NextImg:Not One of Us: Trump Uses Old Tactic to Sow Suspicion About Harris

She is not one of us.

When former President Donald J. Trump challenged Vice President Kamala Harris’s racial identity at a public forum on Wednesday — and again on social media the next day — that was the message at the core of his remarks.

It is a tactic that has long been part of the underside of American politics: presenting an opponent as somehow “other” or “not one of us” — someone who cannot be trusted or truly known.

But while this has been a recurrent theme in American campaigns for at least a century, Mr. Trump has taken it to a new level, historians and analysts said. What has often been a subtext or a whisper campaign driven by surrogates is, in Mr. Trump’s hands, a central message of his campaign — projected on screens at a rally, promoted on social media and reinforced by his running mate.

Mr. Trump has personally led the effort, explicitly falsifying the biography of his opponent and invoking race and gender in ways no modern major-party leader has done before. Even as a noncandidate in the 2008 election, he deployed such tactics against Barack Obama, demanding to see Mr. Obama’s birth certificate and claiming that Mr. Obama — who went on to be the nation’s first Black president and was born in Hawaii — was not born in this country.

“Whenever the United States is poised to break a political glass ceiling, we see an intensification of othering in our politics,” said Timothy Naftali, a presidential historian at the School of International and Public Affairs at Columbia University. “What makes Trump a singularly poisonous political player is that the top of the ticket is overtly engaging in othering against his political opponent.”

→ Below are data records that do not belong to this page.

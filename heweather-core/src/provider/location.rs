//! City lookup used while setting up a site.

use serde::Deserialize;
use tracing::{debug, instrument};

use super::{Endpoints, Transport, get_decoded};
use crate::{error::HeWeatherError, model::CityList};

#[derive(Debug, Deserialize)]
struct LookupResponse {
    location: Vec<LookupCity>,
}

#[derive(Debug, Deserialize)]
struct LookupCity {
    id: String,
    name: String,
    adm2: String,
    adm1: String,
}

/// Resolve free text or `"lon,lat"` into candidate city ids.
///
/// Transport errors are returned unchanged so the caller can tell a bad key
/// from a bad location. An empty `location` array yields an empty list.
#[instrument(skip(transport, endpoints, api_key))]
pub async fn resolve_location(
    transport: &dyn Transport,
    endpoints: &Endpoints,
    location: &str,
    api_key: &str,
) -> Result<CityList, HeWeatherError> {
    let url = endpoints.lookup_url(location, api_key)?;
    let parsed: LookupResponse = get_decoded(transport, url).await?;

    let mut cities = CityList::default();
    for city in parsed.location {
        let label = format!("{}-{}-{}", city.name, city.adm2, city.adm1);
        cities.insert(city.id, label);
    }

    debug!(count = cities.len(), "resolved location");
    Ok(cities)
}

#[cfg(test)]
mod tests {
    use super::*;
    use crate::provider::tests::{FakeTransport, endpoints};
    use serde_json::json;

    const PATH: &str = "/v2/city/lookup";

    #[tokio::test]
    async fn two_entries_give_two_labelled_candidates() {
        let fake = FakeTransport::default();
        fake.respond(
            PATH,
            json!({
                "code": "200",
                "location": [
                    {"id": "101010100", "name": "Beijing", "adm2": "Beijing", "adm1": "Beijing"},
                    {"id": "101280601", "name": "Shenzhen", "adm2": "Shenzhen", "adm1": "Guangdong"}
                ]
            }),
        );

        let cities = resolve_location(&fake, &endpoints(), "116.41,39.92", "KEY").await.unwrap();

        assert_eq!(cities.len(), 2);
        assert_eq!(cities.get("101010100"), Some("Beijing-Beijing-Beijing"));
        assert_eq!(cities.get("101280601"), Some("Shenzhen-Shenzhen-Guangdong"));
        assert_eq!(cities.first().map(|c| c.id.as_str()), Some("101010100"));

        let requests = fake.requests.lock().unwrap();
        assert_eq!(requests[0].query(), Some("location=116.41%2C39.92&key=KEY"));
    }

    #[tokio::test]
    async fn empty_location_array_is_not_an_error() {
        let fake = FakeTransport::default();
        fake.respond(PATH, json!({"code": "200", "location": []}));

        let cities = resolve_location(&fake, &endpoints(), "nowhere", "KEY").await.unwrap();
        assert!(cities.is_empty());
    }

    #[tokio::test]
    async fn errors_propagate_unchanged() {
        let fake = FakeTransport::default();
        fake.fail(PATH, 401);
        let err = resolve_location(&fake, &endpoints(), "beijing", "BAD").await.unwrap_err();
        assert!(matches!(err, HeWeatherError::InvalidApiKey { code: 401, .. }));

        fake.fail(PATH, 404);
        let err = resolve_location(&fake, &endpoints(), "beijing", "KEY").await.unwrap_err();
        assert!(matches!(err, HeWeatherError::ApiParam { code: 404, .. }));
    }

    #[tokio::test]
    async fn missing_location_field_is_payload_error() {
        let fake = FakeTransport::default();
        fake.respond(PATH, json!({"code": "200"}));

        let err = resolve_location(&fake, &endpoints(), "beijing", "KEY").await.unwrap_err();
        assert!(matches!(err, HeWeatherError::Payload { .. }));
    }
}
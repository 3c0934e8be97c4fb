//! Human-readable and JSON output.

use chrono::{DateTime, Local, Utc};
use heweather_core::{Config, FetchReport, LegStatus, WeatherFetcher};
use serde_json::json;

use crate::cli::describe;

pub fn sites(config: &Config) {
    if config.sites.is_empty() {
        println!("No sites configured. Run `heweather add <name>`.");
        return;
    }

    for (name, site) in &config.sites {
        let marker = if config.default_site.as_deref() == Some(name.as_str()) { "*" } else { " " };
        println!(
            "{marker} {name:<16} {:<20} {:<9} every {} min",
            site.location, site.forecast, site.scan_interval_minutes
        );
    }
}

pub fn weather(name: &str, fetcher: &WeatherFetcher, report: &FetchReport) {
    println!("== {name} ({}) at {}", fetcher.params().location, local(report.finished_at));

    match fetcher.snapshot() {
        Some(s) => {
            println!(
                "Now: {}  {:.1}°C  humidity {:.0}%  {:.0} hPa  visibility {:.0} km  wind {:.0}° {:.0} km/h",
                s.condition, s.temperature, s.humidity, s.pressure, s.visibility, s.wind_bearing,
                s.wind_speed
            );
        }
        None => println!("Now: no data yet"),
    }
    stale("conditions", &report.now, fetcher.snapshot_updated_at());

    for entry in fetcher.forecast() {
        let low = entry.templow.map(|t| format!(" / {t:.1}°C")).unwrap_or_default();
        let pop = entry
            .precipitation_probability
            .map(|p| format!("  {p}% chance"))
            .unwrap_or_default();
        println!(
            "  {:<17} {:<15} {:.1}°C{low}  {:.1} mm{pop}  wind {:.0}° {:.0} km/h",
            entry.datetime,
            entry.condition.as_str(),
            entry.temperature,
            entry.precipitation,
            entry.wind_bearing,
            entry.wind_speed
        );
    }
    stale("forecast", &report.forecast, fetcher.forecast_updated_at());
}

fn stale(what: &str, status: &LegStatus, updated: Option<DateTime<Utc>>) {
    if let LegStatus::Failed(err) = status {
        match updated {
            Some(at) => println!("  ({what} from {}: {})", local(at), describe(err)),
            None => println!("  ({what} unavailable: {})", describe(err)),
        }
    }
}

pub fn json(name: &str, fetcher: &WeatherFetcher) -> anyhow::Result<()> {
    let out = json!({
        "site": name,
        "location": fetcher.params().location,
        "snapshot": fetcher.snapshot(),
        "snapshot_updated_at": fetcher.snapshot_updated_at(),
        "forecast": fetcher.forecast(),
        "forecast_updated_at": fetcher.forecast_updated_at(),
    });
    println!("{}", serde_json::to_string_pretty(&out)?);
    Ok(())
}

fn local(at: DateTime<Utc>) -> String {
    at.with_timezone(&Local).format("%Y-%m-%d %H:%M").to_string()
}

Over decades, the tactic of othering has been wielded against candidates with various backgrounds, characteristics and traits, among them race, ethnicity, gender, economic class and religion — all in the service of making them seem alien to voters. And it has often been effective. In 1928, Republican opponents seized on the fact that Al Smith, the Democratic candidate for president, was a Roman Catholic, suggesting that he would therefore be beholden to the Pope.